CFI's Arnot says the challenge is considerable. Today's consumers remain fixated on 1950s' agricultural practices and are uncomfortable with the change in size, scale and the technologies now used. To consumers, "anything more than 100 acres or 100 animals is a large farm. They just can't envision what it would be like for them to be responsible for anything larger than that," Arnot says.
The result is that, as activists press their agendas, agriculture is in danger of losing its "social license," the ability to do business relatively free of legislation, regulation and protocols set down by the companies farmers supply.
The tools needed to maintain that social license have changed. "Historically we have relied on two strategies to protect our interest. We have relied on science and we attack our attackers. Those don't work any longer," Arnot says.
Increased efficiency and reduced costs don't matter to consumers. Similarly, in the United States at least, surveys show that "feeding the world" is at the bottom of current priorities, he says. "If it is about me and my family, it is significantly more important than the rest of the world." And "biosecurity" is a spooky word, he adds. "If we can replace that with herd health protection, it is a whole lot more friendly."
Farmers need to talk about optimum health, not optimum efficiency, and emphasize the benefit to the animal, not the benefit to the farmer. Not all farm practices are defendable, he says. "We have a lot of (sow) gestation stalls that aren't properly sized."
The CFI's focus group research has found that the critical groups of consumers who lead the way towards change are deeply sceptical of today's food system. They believe all of the benefits from new technology accrue to agribusiness. They get their information online, rather than from regional television news. On the plus side, says Arnot, they are easily reached via the Internet.

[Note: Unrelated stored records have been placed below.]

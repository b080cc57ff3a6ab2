use std::sync::Arc;

use nimbus_domain::constants::{CLIENT_ID_HEADER, QUEUES_SERVICE_TYPE};
use nimbus_domain::{
    id_from_href, HomeDocument, Message, MessageId, MessagesPage, NimbusError, PostedMessages,
    QueueName, QueueStatistics, QueuedMessage, QueuesPage, Result,
};
use reqwest::StatusCode;
use serde_json::Value;
use tokio_util::sync::CancellationToken;
use tracing::{debug, info};
use uuid::Uuid;

use super::wire::{next_marker, MessageListing, PostResult, QueueListing};
use crate::context::ServiceContext;
use crate::http::{ApiRequest, HttpClient, Pipeline};
use crate::identity::AccessTokenProvider;

/// Paging options for [`QueueClient::list_queues`].
#[derive(Debug, Clone, Default, PartialEq, Eq)]
pub struct ListQueuesOptions {
    pub marker: Option<String>,
    pub limit: Option<u32>,
    /// Include each queue's metadata.
    pub detailed: bool,
}

/// Paging and filter options for [`QueueClient::list_messages`].
#[derive(Debug, Clone, Default, PartialEq, Eq)]
pub struct ListMessagesOptions {
    pub marker: Option<String>,
    pub limit: Option<u32>,
    /// Include messages posted by this client.
    pub echo: bool,
    /// Include messages currently held by a claim.
    pub include_claimed: bool,
}

/// Client for the queue service.
///
/// Every request carries this client's `Client-ID`. The home document is
/// fetched once per client and reused.
#[derive(Debug, Clone)]
pub struct QueueClient {
    pub(crate) pipeline: Pipeline,
    client_id: Uuid,
}

impl QueueClient {
    /// # Errors
    /// Returns `NimbusError::Config` if the client id cannot be sent as a
    /// header.
    pub fn new(
        http: HttpClient,
        auth: Arc<dyn AccessTokenProvider>,
        region: Option<String>,
        internal: bool,
        client_id: Uuid,
    ) -> Result<Self> {
        let context = Arc::new(ServiceContext::new(QUEUES_SERVICE_TYPE, region, internal));
        let pipeline = Pipeline::new(http, auth, context)
            .with_header(CLIENT_ID_HEADER, &client_id.to_string())?;
        Ok(Self {
            pipeline,
            client_id,
        })
    }

    pub fn client_id(&self) -> Uuid {
        self.client_id
    }

    /// Fetch the service's home document, once per client.
    ///
    /// # Errors
    /// Any pipeline error from the first fetch.
    pub async fn home_document(&self, cancel: &CancellationToken) -> Result<Arc<HomeDocument>> {
        if let Some(document) = self.pipeline.context().cached_home_document() {
            return Ok(document);
        }
        let request = ApiRequest::get("").expect_status(&[StatusCode::OK]);
        let document: HomeDocument = self.pipeline.execute_json(&request, cancel).await?;
        Ok(self.pipeline.context().store_home_document(document))
    }

    /// Create a queue. Returns `false` if it already existed.
    ///
    /// # Errors
    /// Any pipeline error.
    pub async fn create_queue(
        &self,
        queue: &QueueName,
        cancel: &CancellationToken,
    ) -> Result<bool> {
        let request = ApiRequest::put(queue_path(queue))
            .expect_status(&[StatusCode::CREATED, StatusCode::NO_CONTENT]);
        let response = self.pipeline.execute(&request, cancel).await?;
        let created = response.status == StatusCode::CREATED;
        info!(queue = %queue, created, "create queue");
        Ok(created)
    }

    /// # Errors
    /// Any pipeline error.
    pub async fn delete_queue(
        &self,
        queue: &QueueName,
        cancel: &CancellationToken,
    ) -> Result<()> {
        let request =
            ApiRequest::delete(queue_path(queue)).expect_status(&[StatusCode::NO_CONTENT]);
        self.pipeline.execute(&request, cancel).await?;
        info!(queue = %queue, "deleted queue");
        Ok(())
    }

    /// # Errors
    /// Any pipeline error other than "not found".
    pub async fn queue_exists(
        &self,
        queue: &QueueName,
        cancel: &CancellationToken,
    ) -> Result<bool> {
        let request = ApiRequest::head(queue_path(queue)).expect_status(&[
            StatusCode::OK,
            StatusCode::NO_CONTENT,
            StatusCode::NOT_FOUND,
        ]);
        let response = self.pipeline.execute(&request, cancel).await?;
        Ok(response.status != StatusCode::NOT_FOUND)
    }

    /// List one page of queues.
    ///
    /// # Errors
    /// Any pipeline error, or `Validation` for a zero limit.
    pub async fn list_queues(
        &self,
        options: &ListQueuesOptions,
        cancel: &CancellationToken,
    ) -> Result<QueuesPage> {
        validate_limit(options.limit)?;
        let request = ApiRequest::get("queues")
            .query_opt("marker", options.marker.as_deref())
            .query_opt("limit", options.limit)
            .query("detailed", options.detailed)
            .expect_status(&[StatusCode::OK, StatusCode::NO_CONTENT]);

        let response = self.pipeline.execute(&request, cancel).await?;
        if response.status == StatusCode::NO_CONTENT || response.is_empty() {
            return Ok(QueuesPage::default());
        }
        let listing: QueueListing = response.json()?;
        Ok(QueuesPage {
            next_marker: next_marker(&listing.links),
            queues: listing.queues,
        })
    }

    /// # Errors
    /// Any pipeline error.
    pub async fn get_queue_metadata(
        &self,
        queue: &QueueName,
        cancel: &CancellationToken,
    ) -> Result<Value> {
        let request = ApiRequest::get(format!("{}/metadata", queue_path(queue)))
            .expect_status(&[StatusCode::OK]);
        self.pipeline.execute_json(&request, cancel).await
    }

    /// Replace the queue's metadata document.
    ///
    /// # Errors
    /// `Validation` if `metadata` is not a JSON object, or any pipeline error.
    pub async fn set_queue_metadata(
        &self,
        queue: &QueueName,
        metadata: &Value,
        cancel: &CancellationToken,
    ) -> Result<()> {
        if !metadata.is_object() {
            return Err(NimbusError::Validation("queue metadata must be a JSON object".into()));
        }
        let request = ApiRequest::put(format!("{}/metadata", queue_path(queue)))
            .json(metadata)?
            .expect_status(&[StatusCode::NO_CONTENT]);
        self.pipeline.execute(&request, cancel).await?;
        Ok(())
    }

    /// # Errors
    /// Any pipeline error.
    pub async fn queue_statistics(
        &self,
        queue: &QueueName,
        cancel: &CancellationToken,
    ) -> Result<QueueStatistics> {
        let request = ApiRequest::get(format!("{}/stats", queue_path(queue)))
            .expect_status(&[StatusCode::OK]);
        self.pipeline.execute_json(&request, cancel).await
    }

    /// Post a batch of messages.
    ///
    /// # Errors
    /// `Validation` for an empty batch, `Decode` for an unreadable resource
    /// list, or any pipeline error.
    pub async fn post_messages(
        &self,
        queue: &QueueName,
        messages: &[Message],
        cancel: &CancellationToken,
    ) -> Result<PostedMessages> {
        if messages.is_empty() {
            return Err(NimbusError::Validation("at least one message is required".into()));
        }
        let request = ApiRequest::post(messages_path(queue))
            .json(messages)?
            .expect_status(&[StatusCode::CREATED]);
        let result: PostResult = self.pipeline.execute_json(&request, cancel).await?;

        let ids = result
            .resources
            .iter()
            .map(|href| {
                id_from_href(href).map(MessageId::new).ok_or_else(|| {
                    NimbusError::Decode(format!("message resource has no identity: {href:?}"))
                })
            })
            .collect::<Result<Vec<_>>>()?;

        debug!(queue = %queue, posted = ids.len(), partial = result.partial, "posted messages");
        Ok(PostedMessages {
            partial: result.partial,
            ids,
        })
    }

    /// List one page of messages.
    ///
    /// # Errors
    /// Any pipeline error, or `Validation` for a zero limit.
    pub async fn list_messages(
        &self,
        queue: &QueueName,
        options: &ListMessagesOptions,
        cancel: &CancellationToken,
    ) -> Result<MessagesPage> {
        validate_limit(options.limit)?;
        let request = ApiRequest::get(messages_path(queue))
            .query_opt("marker", options.marker.as_deref())
            .query_opt("limit", options.limit)
            .query("echo", options.echo)
            .query("include_claimed", options.include_claimed)
            .expect_status(&[StatusCode::OK, StatusCode::NO_CONTENT]);

        let response = self.pipeline.execute(&request, cancel).await?;
        if response.status == StatusCode::NO_CONTENT || response.is_empty() {
            return Ok(MessagesPage::default());
        }
        let listing: MessageListing = response.json()?;
        Ok(MessagesPage {
            next_marker: next_marker(&listing.links),
            messages: listing.messages,
        })
    }

    /// # Errors
    /// `NotFound` if the message does not exist, or any pipeline error.
    pub async fn get_message(
        &self,
        queue: &QueueName,
        message: &MessageId,
        cancel: &CancellationToken,
    ) -> Result<QueuedMessage> {
        let request =
            ApiRequest::get(message_path(queue, message)).expect_status(&[StatusCode::OK]);
        self.pipeline.execute_json(&request, cancel).await
    }

    /// Fetch several messages by identity. Unknown identities are skipped
    /// by the server.
    ///
    /// # Errors
    /// Any pipeline error.
    pub async fn get_messages(
        &self,
        queue: &QueueName,
        messages: &[MessageId],
        cancel: &CancellationToken,
    ) -> Result<Vec<QueuedMessage>> {
        if messages.is_empty() {
            return Ok(Vec::new());
        }
        let request = ApiRequest::get(messages_path(queue))
            .query("ids", join_ids(messages))
            .expect_status(&[StatusCode::OK, StatusCode::NO_CONTENT]);

        let response = self.pipeline.execute(&request, cancel).await?;
        if response.status == StatusCode::NO_CONTENT || response.is_empty() {
            return Ok(Vec::new());
        }
        response.json()
    }

    /// Bulk delete. The server only deletes messages that are not claimed.
    ///
    /// # Errors
    /// Any pipeline error.
    pub async fn delete_messages(
        &self,
        queue: &QueueName,
        messages: &[MessageId],
        cancel: &CancellationToken,
    ) -> Result<()> {
        if messages.is_empty() {
            return Ok(());
        }
        let request = ApiRequest::delete(messages_path(queue))
            .query("ids", join_ids(messages))
            .expect_status(&[StatusCode::NO_CONTENT]);
        self.pipeline.execute(&request, cancel).await?;
        debug!(queue = %queue, count = messages.len(), "deleted messages");
        Ok(())
    }
}

pub(crate) fn queue_path(queue: &QueueName) -> String {
    format!("queues/{queue}")
}

pub(crate) fn messages_path(queue: &QueueName) -> String {
    format!("queues/{queue}/messages")
}

pub(crate) fn message_path(queue: &QueueName, message: &MessageId) -> String {
    format!("queues/{queue}/messages/{message}")
}

fn join_ids(messages: &[MessageId]) -> String {
    messages.iter().map(MessageId::as_str).collect::<Vec<_>>().join(",")
}

fn validate_limit(limit: Option<u32>) -> Result<()> {
    match limit {
        Some(0) => Err(NimbusError::Validation("limit must be greater than zero".into())),
        _ => Ok(()),
    }
}
//! Claim endpoints of the queue service

use async_trait::async_trait;
use chrono::Duration;
use nimbus_core::MessageQueuePort;
use nimbus_domain::{
    id_from_href, ClaimBody, ClaimId, ClaimRequest, ClaimSnapshot, MessageId, NimbusError,
    QueueName, QueuedMessage, Result,
};
use reqwest::StatusCode;
use tokio_util::sync::CancellationToken;
use tracing::debug;

use super::client::{message_path, queue_path, QueueClient};
use crate::errors::status_error;
use crate::http::ApiRequest;

fn claims_path(queue: &QueueName) -> String {
    format!("{}/claims", queue_path(queue))
}

fn claim_path(queue: &QueueName, claim: &ClaimId) -> String {
    format!("{}/claims/{claim}", queue_path(queue))
}

#[async_trait]
impl MessageQueuePort for QueueClient {
    async fn create_claim(
        &self,
        queue: &QueueName,
        request: &ClaimRequest,
        cancel: &CancellationToken,
    ) -> Result<Option<ClaimSnapshot>> {
        let api = ApiRequest::post(claims_path(queue))
            .query_opt("limit", request.limit)
            .json(&ClaimBody {
                ttl: request.ttl,
                grace: Some(request.grace),
            })?
            .expect_status(&[StatusCode::CREATED, StatusCode::NO_CONTENT]);

        let response = self.pipeline.execute(&api, cancel).await?;
        if response.status == StatusCode::NO_CONTENT {
            return Ok(None);
        }

        let location = response
            .location()
            .ok_or_else(|| NimbusError::Decode("claim response has no Location header".into()))?;
        let id = id_from_href(location).ok_or_else(|| {
            NimbusError::Decode(format!("claim location has no identity: {location:?}"))
        })?;
        let messages: Vec<QueuedMessage> = if response.is_empty() {
            Vec::new()
        } else {
            response.json()?
        };

        debug!(queue = %queue, claim = %id, messages = messages.len(), "claim created");
        Ok(Some(ClaimSnapshot {
            id: ClaimId::new(id),
            ttl: request.ttl,
            age: Duration::zero(),
            messages,
        }))
    }

    async fn query_claim(
        &self,
        queue: &QueueName,
        claim: &ClaimId,
        cancel: &CancellationToken,
    ) -> Result<ClaimSnapshot> {
        let api = ApiRequest::get(claim_path(queue, claim)).expect_status(&[StatusCode::OK]);
        self.pipeline.execute_json(&api, cancel).await
    }

    async fn renew_claim(
        &self,
        queue: &QueueName,
        claim: &ClaimId,
        ttl: Duration,
        cancel: &CancellationToken,
    ) -> Result<()> {
        let api = ApiRequest::patch(claim_path(queue, claim))
            .json(&ClaimBody { ttl, grace: None })?
            .expect_status(&[StatusCode::NO_CONTENT]);
        self.pipeline.execute(&api, cancel).await?;
        Ok(())
    }

    async fn release_claim(
        &self,
        queue: &QueueName,
        claim: &ClaimId,
        cancel: &CancellationToken,
    ) -> Result<()> {
        let api =
            ApiRequest::delete(claim_path(queue, claim)).expect_status(&[StatusCode::NO_CONTENT]);
        self.pipeline.execute(&api, cancel).await?;
        Ok(())
    }

    async fn delete_message(
        &self,
        queue: &QueueName,
        message: &MessageId,
        claim: Option<&ClaimId>,
        cancel: &CancellationToken,
    ) -> Result<()> {
        let api = ApiRequest::delete(message_path(queue, message))
            .query_opt("claim_id", claim)
            .expect_status(&[StatusCode::NO_CONTENT, StatusCode::FORBIDDEN, StatusCode::CONFLICT]);

        let response = self.pipeline.execute(&api, cancel).await?;
        match response.status {
            StatusCode::NO_CONTENT => Ok(()),
            StatusCode::FORBIDDEN | StatusCode::CONFLICT => {
                let holder =
                    claim.map_or_else(|| "no claim".to_string(), |id| format!("claim {id}"));
                Err(NimbusError::ClaimMismatch(format!(
                    "message {message} in queue {queue} is not deletable with {holder}"
                )))
            }
            status => Err(status_error(status, &response.url, &response.text())),
        }
    }
}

The CFI supports food choice, including organic, GMO and conventional farm production. It publishes the benefits and the shortfalls of each system so that food businesses can make informed choices.
Arnot says the key to dealing with the animal rights agenda is to inform restaurant and supermarket operators that animal welfare isn't the only issue. For example, eggs produced in aviaries have more contact with manure than in a cage system. Workers must stretch, crawl and climb to get the aviary eggs. More bedding equals more manure.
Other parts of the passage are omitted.